Scientific Classification


Scientific Name

Pionus menstruus
             Subspecies:  Pionus menstruus menstruus
                                 Pionus menstruus reichenowi
Pionus menstruus rubrigularis


   These birds are native to southern Costa Rica in Central America, through South America to northern Bolivia and central Brazil, and on Trinidad. They inhabit both light and heavily timbered forests in rainforests and tropical zones.


   The blue-headed Pionus is a small to medium-sized parrot with a wonderful personality. They have a uniform green plumage with a bright blue head, black feathers over the ears, and throat feathers with varying amounts of pink. Like many of the Pionus, the Blue-headed Pionus does not get it full coloring until it is mature, but when it does its beautiful feathers have an almost iridescent quality. There is quite a variation in coloring from bird to bird, with some having a darker shade of blue on the head and more or less of the pinkish coloring on the throat. They have the bright red undertail feathers distinguishable to all the pionus. The beak is a dark grey color getting red close to the head, the eye is dark brown with a light grey eye ring, and they have pale greenish-grey legs.
   Juveniles have paler coloring and less blue on their heads than the adults.

Size – Weight

   These birds are medium-sized Pionus and grow to a length of 11″ (28 cm).

Care and feeding:

  A roomy cage is required unless the bird is to be let out for extended periods. Many birds can spend a good deal of their time on a play pen or parrot perch.
   They eat a variety of seeds, fruits, berries, and greenstuffs. Including a formulated diet would also be beneficial.

Social Behaviors

   In the wild they are generally seen as just a few birds up to small flocks of about 15 birds. They are seen singularly or in pairs during breeding season. These birds tame very easily and are very sociable. They are not loud like many conures and amazons.

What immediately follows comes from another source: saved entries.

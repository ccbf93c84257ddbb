//! Named template registry.

use crate::template::SearchTemplate;
use crate::util::{ScreenMatchError, ScreenMatchResult};
use std::collections::BTreeMap;

/// Looks up templates by name.
pub trait ImageDirectory {
    /// Fails with [`ScreenMatchError::UnregisteredImage`] for unknown names.
    fn resolve(&self, name: &str) -> ScreenMatchResult<SearchTemplate>;
}

/// In-memory template directory.
#[derive(Clone, Debug, Default)]
pub struct ImageDir {
    templates: BTreeMap<String, SearchTemplate>,
}

impl ImageDir {
    pub fn new() -> Self {
        Self::default()
    }

    /// Registers a template under its own name, replacing any previous entry.
    pub fn insert(&mut self, template: SearchTemplate) -> Option<SearchTemplate> {
        self.templates.insert(template.name().to_string(), template)
    }

    pub fn get(&self, name: &str) -> Option<&SearchTemplate> {
        self.templates.get(name)
    }

    /// Mutable access, e.g. to invalidate a template's decode cache.
    pub fn get_mut(&mut self, name: &str) -> Option<&mut SearchTemplate> {
        self.templates.get_mut(name)
    }

    /// Registered names in sorted order.
    pub fn names(&self) -> impl Iterator<Item = &str> {
        self.templates.keys().map(String::as_str)
    }

    pub fn len(&self) -> usize {
        self.templates.len()
    }

    pub fn is_empty(&self) -> bool {
        self.templates.is_empty()
    }

    /// Registers every decodable image file in `dir` by its file stem with the
    /// default similarity. Files are decoded lazily on first match. Returns the
    /// number of templates added.
    #[cfg(feature = "image-io")]
    pub fn load(&mut self, dir: impl AsRef<std::path::Path>) -> ScreenMatchResult<usize> {
        let dir = dir.as_ref();
        let entries = std::fs::read_dir(dir).map_err(|err| ScreenMatchError::DecodeFailure {
            reason: format!("{}: {err}", dir.display()),
        })?;

        let mut added = 0;
        for entry in entries {
            let path = entry
                .map_err(|err| ScreenMatchError::DecodeFailure {
                    reason: format!("{}: {err}", dir.display()),
                })?
                .path();
            if !path.is_file() || !crate::image::io::is_supported_extension(&path) {
                continue;
            }
            let Some(name) = path.file_stem().and_then(|s| s.to_str()).map(str::to_string) else {
                continue;
            };
            self.insert(SearchTemplate::with_default_similarity(
                name,
                crate::asset::ImageAsset::from_path(path),
            ));
            added += 1;
        }
        Ok(added)
    }
}

impl ImageDirectory for ImageDir {
    fn resolve(&self, name: &str) -> ScreenMatchResult<SearchTemplate> {
        self.templates
            .get(name)
            .cloned()
            .ok_or_else(|| ScreenMatchError::UnregisteredImage {
                name: name.to_string(),
            })
    }
}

   There is no visible means of sexing these birds. In the wild they nest in hollow limbs or holes in trees. They are moderately difficult to breed in captivity. Place a nest box high up in a dark area of the aviary. The hen lays 3 to 4 eggs, which are incubated for approximately 24 to 26 days. The young leave the nest at approximately 8 to 10 weeks of age.
   The young are difficult to hand rear from an egg, and they do best if the parents feed them for the first week. Pairs may take mealworms and greenstuffs when they have chicks in the nest.

Potential Problems

   The Blue-headed Pionus is a relatively healthy bird, though the Pionus parrots have been known to be more susceptible to the infection aspergillosis than other species. The main symptom is heavy, belabored breathing.


  This bird is available from time to time. They are becoming increasingly popular and are widely kept.

   The other two most frequently available pionus are the Maximilian’s Pionus, and White-crowned Pionus.